» WORK TASK
Only the lines of the data holding the string "PathBuf" need to be returned.

DATA SECTION Start Marker

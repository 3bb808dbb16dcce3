//! HTTP server
//!
//! Wires the application state, serves the router and, on Ctrl-C or
//! SIGTERM, drains requests and tears down the live graph session.

use axum::{
    routing::{delete, get, post},
    Router,
};
use std::time::Duration;
use tower_http::{
    cors::{Any, CorsLayer},
    timeout::TimeoutLayer,
    trace::TraceLayer,
};
use tracing::info;

use crate::{api, app_state::AppState, config::Config};

/// Run the HTTP server until a shutdown signal arrives.
pub async fn run_server(cfg: Config) -> anyhow::Result<()> {
    crate::telemetry::init_tracing();
    crate::metrics::init_metrics();
    cfg.print_config();

    let addr = cfg.api_addr()?;
    let state = AppState::from_config(cfg)?;
    let manager = state.manager.clone();

    info!("Starting HTTP server on {}", addr);
    let listener = tokio::net::TcpListener::bind(addr).await?;
    let app = build_router(state);

    axum::serve(listener, app)
        .with_graceful_shutdown(shutdown_signal())
        .await?;

    info!("Server stopped, releasing graph session");
    manager.shutdown().await;
    Ok(())
}

pub fn build_router(state: AppState) -> Router {
    let cors = CorsLayer::new()
        .allow_origin(Any)
        .allow_methods([axum::http::Method::GET, axum::http::Method::POST, axum::http::Method::DELETE])
        .allow_headers(Any);
    let timeout = Duration::from_secs(state.config.request_timeout_seconds);

    Router::new()
        .route("/query", post(api::query))
        .route("/target", get(api::get_target).post(api::set_target))
        .route("/reset", post(api::reset_workspace))
        .route("/import", post(api::import_graph))
        .route("/session/:session_id", delete(api::reset_session))
        .route("/healthz", get(api::healthz))
        .route("/metrics", get(api::metrics_text))
        .layer(cors)
        .layer(TraceLayer::new_for_http())
        .layer(TimeoutLayer::new(timeout))
        .with_state(state)
}

async fn shutdown_signal() {
    let ctrl_c = async {
        if let Err(e) = tokio::signal::ctrl_c().await {
            tracing::error!("Failed to listen for Ctrl-C: {}", e);
            std::future::pending::<()>().await;
        }
    };

    #[cfg(unix)]
    let terminate = async {
        match tokio::signal::unix::signal(tokio::signal::unix::SignalKind::terminate()) {
            Ok(mut signal) => {
                signal.recv().await;
            }
            Err(e) => {
                tracing::error!("Failed to listen for SIGTERM: {}", e);
                std::future::pending::<()>().await;
            }
        }
    };

    #[cfg(not(unix))]
    let terminate = std::future::pending::<()>();

    tokio::select! {
        _ = ctrl_c => info!("Received Ctrl-C"),
        _ = terminate => info!("Received SIGTERM"),
    }
}
//! Graph import from uploaded model files.
//!
//! A [`GraphTranspiler`] turns an uploaded file into elements and
//! relationships; [`GraphImporter`] validates them and merges them into the
//! active datastore through the write path.

use async_trait::async_trait;
use serde::{Deserialize, Serialize};
use serde_json::{Map, Value};
use std::collections::{BTreeMap, HashSet};
use std::path::{Path, PathBuf};
use std::sync::Arc;
use tracing::{debug, info};

use crate::error::{AssistantError, AssistantResult};
use crate::graph_session::{ConnectionManager, GraphSession, Params, Row};

const MAX_FILE_NAME_BYTES: usize = 255;
const ALLOWED_EXTENSIONS: [&str; 2] = ["xml", "json"];
/// Rows per UNWIND statement.
const IMPORT_CHUNK: usize = 500;

const ELEMENT_CONSTRAINT: &str =
    "CREATE CONSTRAINT element_identifier IF NOT EXISTS FOR (e:Element) REQUIRE e.identifier IS UNIQUE";
const IMPORT_SUMMARY: &str = "MATCH (e:Element) WITH count(e) AS totalElements \
     OPTIONAL MATCH (:Element)-[r]->(:Element) \
     RETURN totalElements, count(r) AS totalRelationships";

/// Accepts only a bare `.xml` / `.json` file name made of `[A-Za-z0-9._-]`.
pub fn sanitize_file_name(raw: &str) -> AssistantResult<String> {
    let reject = |reason: &str| Err(AssistantError::InvalidInput(format!("file name {}", reason)));

    let name = raw.trim();
    if name.is_empty() {
        return reject("must not be empty");
    }
    if name.len() > MAX_FILE_NAME_BYTES {
        return reject("is too long");
    }
    if name.contains('/') || name.contains('\\') || name.contains("..") {
        return reject("must not contain path components");
    }
    if name.starts_with('.') {
        return reject("must not start with a dot");
    }
    if !name.chars().all(|c| c.is_ascii_alphanumeric() || matches!(c, '.' | '_' | '-')) {
        return reject("contains unsupported characters");
    }
    match file_extension(name) {
        Some(ext) if ALLOWED_EXTENSIONS.contains(&ext.as_str()) => Ok(name.to_string()),
        _ => reject("must end in .xml or .json"),
    }
}

fn file_extension(name: &str) -> Option<String> {
    Path::new(name)
        .extension()
        .and_then(|e| e.to_str())
        .map(str::to_ascii_lowercase)
}

/// True for names usable as a label or relationship type without quoting.
pub fn is_valid_identifier(name: &str) -> bool {
    let mut chars = name.chars();
    matches!(chars.next(), Some(c) if c.is_ascii_alphabetic() || c == '_')
        && chars.all(|c| c.is_ascii_alphanumeric() || c == '_')
}

#[derive(Debug, Clone, PartialEq, Deserialize)]
pub struct ImportedElement {
    pub identifier: String,
    /// Element type, used as the node label.
    #[serde(rename = "type")]
    pub element_type: String,
    #[serde(default)]
    pub name: Option<String>,
    #[serde(default)]
    pub properties: Map<String, Value>,
}

#[derive(Debug, Clone, PartialEq, Deserialize)]
pub struct ImportedRelationship {
    #[serde(default)]
    pub identifier: Option<String>,
    #[serde(rename = "type")]
    pub relationship_type: String,
    pub source: String,
    pub target: String,
    #[serde(default)]
    pub properties: Map<String, Value>,
}

impl ImportedRelationship {
    fn merge_key(&self) -> String {
        self.identifier.clone().unwrap_or_else(|| {
            format!("{}-{}-{}", self.source, self.relationship_type, self.target)
        })
    }
}

#[derive(Debug, Clone, Default, PartialEq, Deserialize)]
pub struct ImportedGraph {
    #[serde(default)]
    pub elements: Vec<ImportedElement>,
    #[serde(default)]
    pub relationships: Vec<ImportedRelationship>,
}

impl ImportedGraph {
    /// Unique element identifiers, identifier-safe types, and relationships
    /// that only reference known elements.
    pub fn validate(&self) -> AssistantResult<()> {
        let mut seen = HashSet::new();
        for element in &self.elements {
            if element.identifier.is_empty() {
                return Err(AssistantError::InvalidInput("element without identifier".to_string()));
            }
            if !seen.insert(element.identifier.as_str()) {
                return Err(AssistantError::InvalidInput(format!(
                    "duplicate element identifier '{}'",
                    element.identifier
                )));
            }
            if !is_valid_identifier(&element.element_type) {
                return Err(AssistantError::InvalidInput(format!(
                    "element type '{}' is not a valid label",
                    element.element_type
                )));
            }
        }

        for relationship in &self.relationships {
            if !is_valid_identifier(&relationship.relationship_type) {
                return Err(AssistantError::InvalidInput(format!(
                    "relationship type '{}' is not a valid identifier",
                    relationship.relationship_type
                )));
            }
            for endpoint in [&relationship.source, &relationship.target] {
                if !seen.contains(endpoint.as_str()) {
                    return Err(AssistantError::InvalidInput(format!(
                        "relationship {} references unknown element '{}'",
                        relationship.merge_key(),
                        endpoint
                    )));
                }
            }
        }
        Ok(())
    }
}

#[async_trait]
pub trait GraphTranspiler: Send + Sync {
    /// Lower-case file extensions this transpiler understands.
    fn extensions(&self) -> &[&'static str];

    async fn transpile(&self, path: &Path) -> AssistantResult<ImportedGraph>;
}

/// Reads `{ "elements": [...], "relationships": [...] }` documents.
#[derive(Debug, Clone, Copy, Default)]
pub struct JsonGraphTranspiler;

#[async_trait]
impl GraphTranspiler for JsonGraphTranspiler {
    fn extensions(&self) -> &[&'static str] {
        &["json"]
    }

    async fn transpile(&self, path: &Path) -> AssistantResult<ImportedGraph> {
        let text = tokio::fs::read_to_string(path).await.map_err(|e| {
            if e.kind() == std::io::ErrorKind::NotFound {
                AssistantError::InvalidInput(format!("{} was not uploaded", path.display()))
            } else {
                AssistantError::Backend(format!("failed to read {}: {}", path.display(), e))
            }
        })?;
        serde_json::from_str(&text)
            .map_err(|e| AssistantError::InvalidInput(format!("malformed graph document: {}", e)))
    }
}

#[derive(Debug, Clone, Copy, PartialEq, Eq, Serialize)]
#[serde(rename_all = "camelCase")]
pub struct ImportSummary {
    pub total_elements: u64,
    pub total_relationships: u64,
}

#[derive(Debug, Clone, Copy, PartialEq, Eq, Serialize)]
#[serde(rename_all = "camelCase")]
pub struct ImportOutcome {
    pub elements_imported: u64,
    pub relationships_imported: u64,
    pub summary: ImportSummary,
}

pub struct GraphImporter {
    manager: Arc<ConnectionManager>,
    transpilers: Vec<Arc<dyn GraphTranspiler>>,
    upload_dir: PathBuf,
}

impl GraphImporter {
    pub fn new(manager: Arc<ConnectionManager>, upload_dir: impl Into<PathBuf>) -> Self {
        Self {
            manager,
            transpilers: vec![Arc::new(JsonGraphTranspiler)],
            upload_dir: upload_dir.into(),
        }
    }

    pub fn with_transpiler(mut self, transpiler: Arc<dyn GraphTranspiler>) -> Self {
        self.transpilers.push(transpiler);
        self
    }

    /// Imports an uploaded file into whichever target is currently active.
    pub async fn import(&self, file_name: &str) -> AssistantResult<ImportOutcome> {
        let file_name = sanitize_file_name(file_name)?;
        let extension = file_extension(&file_name).unwrap_or_default();
        let transpiler = self
            .transpilers
            .iter()
            .find(|t| t.extensions().contains(&extension.as_str()))
            .ok_or_else(|| {
                AssistantError::InvalidInput(format!("no importer is configured for .{} files", extension))
            })?;

        let graph = transpiler.transpile(&self.upload_dir.join(&file_name)).await?;
        graph.validate()?;

        // One session for the whole import; a concurrent switch makes the
        // remaining writes fail instead of landing on the other target.
        let session = self.manager.current_session()?;
        info!(
            "Importing {} ({} elements, {} relationships) into {}",
            file_name,
            graph.elements.len(),
            graph.relationships.len(),
            session.target()
        );

        session.write(ELEMENT_CONSTRAINT, &Params::new()).await?;
        let elements_imported = merge_elements(session.as_ref(), &graph.elements).await?;
        let relationships_imported = merge_relationships(session.as_ref(), &graph.relationships).await?;
        let summary = import_summary(session.as_ref()).await?;

        info!(
            "Imported {} elements and {} relationships from {}",
            elements_imported, relationships_imported, file_name
        );
        Ok(ImportOutcome { elements_imported, relationships_imported, summary })
    }
}

async fn merge_elements(session: &dyn GraphSession, elements: &[ImportedElement]) -> AssistantResult<u64> {
    let mut by_label: BTreeMap<&str, Vec<Value>> = BTreeMap::new();
    for element in elements {
        let mut properties = element.properties.clone();
        if let Some(name) = &element.name {
            properties.insert("name".to_string(), Value::String(name.clone()));
        }
        let mut row = Map::new();
        row.insert("identifier".to_string(), Value::String(element.identifier.clone()));
        row.insert("properties".to_string(), Value::Object(properties));
        by_label.entry(element.element_type.as_str()).or_default().push(Value::Object(row));
    }

    let mut imported = 0;
    for (label, rows) in by_label {
        let query = format!(
            "UNWIND $rows AS row MERGE (e:Element {{identifier: row.identifier}}) \
             SET e += row.properties, e:`{}` RETURN count(e) AS imported",
            label
        );
        imported += write_chunked(session, &query, rows).await?;
        debug!("Merged :{} elements", label);
    }
    Ok(imported)
}

async fn merge_relationships(
    session: &dyn GraphSession,
    relationships: &[ImportedRelationship],
) -> AssistantResult<u64> {
    let mut by_type: BTreeMap<&str, Vec<Value>> = BTreeMap::new();
    for relationship in relationships {
        let mut row = Map::new();
        row.insert("identifier".to_string(), Value::String(relationship.merge_key()));
        row.insert("source".to_string(), Value::String(relationship.source.clone()));
        row.insert("target".to_string(), Value::String(relationship.target.clone()));
        row.insert("properties".to_string(), Value::Object(relationship.properties.clone()));
        by_type
            .entry(relationship.relationship_type.as_str())
            .or_default()
            .push(Value::Object(row));
    }

    let mut imported = 0;
    for (rel_type, rows) in by_type {
        let query = format!(
            "UNWIND $rows AS row \
             MATCH (s:Element {{identifier: row.source}}) \
             MATCH (t:Element {{identifier: row.target}}) \
             MERGE (s)-[r:`{}` {{identifier: row.identifier}}]->(t) \
             SET r += row.properties RETURN count(r) AS imported",
            rel_type
        );
        imported += write_chunked(session, &query, rows).await?;
        debug!("Merged [:{}] relationships", rel_type);
    }
    Ok(imported)
}

async fn write_chunked(session: &dyn GraphSession, query: &str, rows: Vec<Value>) -> AssistantResult<u64> {
    let mut imported = 0;
    for chunk in rows.chunks(IMPORT_CHUNK) {
        let mut params = Params::new();
        params.insert("rows".to_string(), Value::Array(chunk.to_vec()));
        let result = session.write(query, &params).await?;
        imported += count_column(&result, "imported")?;
    }
    Ok(imported)
}

async fn import_summary(session: &dyn GraphSession) -> AssistantResult<ImportSummary> {
    let rows = session.read(IMPORT_SUMMARY, &Params::new()).await?;
    Ok(ImportSummary {
        total_elements: count_column(&rows, "totalElements")?,
        total_relationships: count_column(&rows, "totalRelationships")?,
    })
}

fn count_column(rows: &[Row], column: &str) -> AssistantResult<u64> {
    rows.first()
        .and_then(|row| row.get(column))
        .and_then(Value::as_u64)
        .ok_or_else(|| AssistantError::Protocol(format!("expected a '{}' count in the result", column)))
}
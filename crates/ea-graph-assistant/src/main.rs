#[cfg(feature = "cli")]
use clap::Parser;
#[cfg(feature = "cli")]
use ea_graph_assistant::{config::Config, run_server};

#[cfg(feature = "cli")]
#[derive(Debug, Parser)]
#[command(name = "ea-graph-assistant", version, about = "Natural-language assistant over an enterprise-architecture graph")]
struct Cli {
    /// Overrides API_HOST
    #[arg(long)]
    host: Option<String>,
    /// Overrides API_PORT
    #[arg(long)]
    port: Option<u16>,
}

#[cfg(feature = "cli")]
#[tokio::main]
async fn main() -> anyhow::Result<()> {
    let cli = Cli::parse();

    let mut cfg = Config::from_env()?;
    if let Some(host) = cli.host {
        cfg.api_host = host;
    }
    if let Some(port) = cli.port {
        cfg.api_port = port;
    }

    run_server(cfg).await
}

#[cfg(not(feature = "cli"))]
fn main() {
    println!("CLI feature not enabled. Enable with --features cli");
}
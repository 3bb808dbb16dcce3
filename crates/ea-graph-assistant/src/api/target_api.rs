// Active datastore target: inspect and switch
use axum::extract::{Json, State};
use serde::{Deserialize, Serialize};
use tracing::info;
use validator::Validate;

use super::{error_response, ok, validation_error, ApiResult};
use crate::app_state::AppState;
use crate::error::AssistantError;
use crate::target::DatastoreTarget;

const ROUTE: &str = "/target";

#[derive(Debug, Deserialize, Validate)]
pub struct TargetRequest {
    #[validate(length(min = 1))]
    pub target: String,
}

#[derive(Debug, Serialize)]
pub struct TargetResponse {
    pub target: Option<DatastoreTarget>,
}

pub async fn get_target(State(state): State<AppState>) -> ApiResult<TargetResponse> {
    ok(ROUTE, TargetResponse { target: state.manager.current_target() })
}

pub async fn set_target(
    State(state): State<AppState>,
    Json(req): Json<TargetRequest>,
) -> ApiResult<TargetResponse> {
    req.validate().map_err(|e| validation_error(ROUTE, e))?;
    let target: DatastoreTarget = req
        .target
        .parse()
        .map_err(|e: String| error_response(ROUTE, AssistantError::InvalidInput(e)))?;

    info!("Target switch requested: {}", target);
    state
        .manager
        .ensure_active(target)
        .await
        .map_err(|e| error_response(ROUTE, e))?;
    ok(ROUTE, TargetResponse { target: state.manager.current_target() })
}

DATA SECTION End Marker

» RESPONSE AREA
use std::path::{Path, PathBuf};
    upload_dir: PathBuf,
    pub fn new(manager: Arc<ConnectionManager>, upload_dir: impl Into<PathBuf>) -> Self {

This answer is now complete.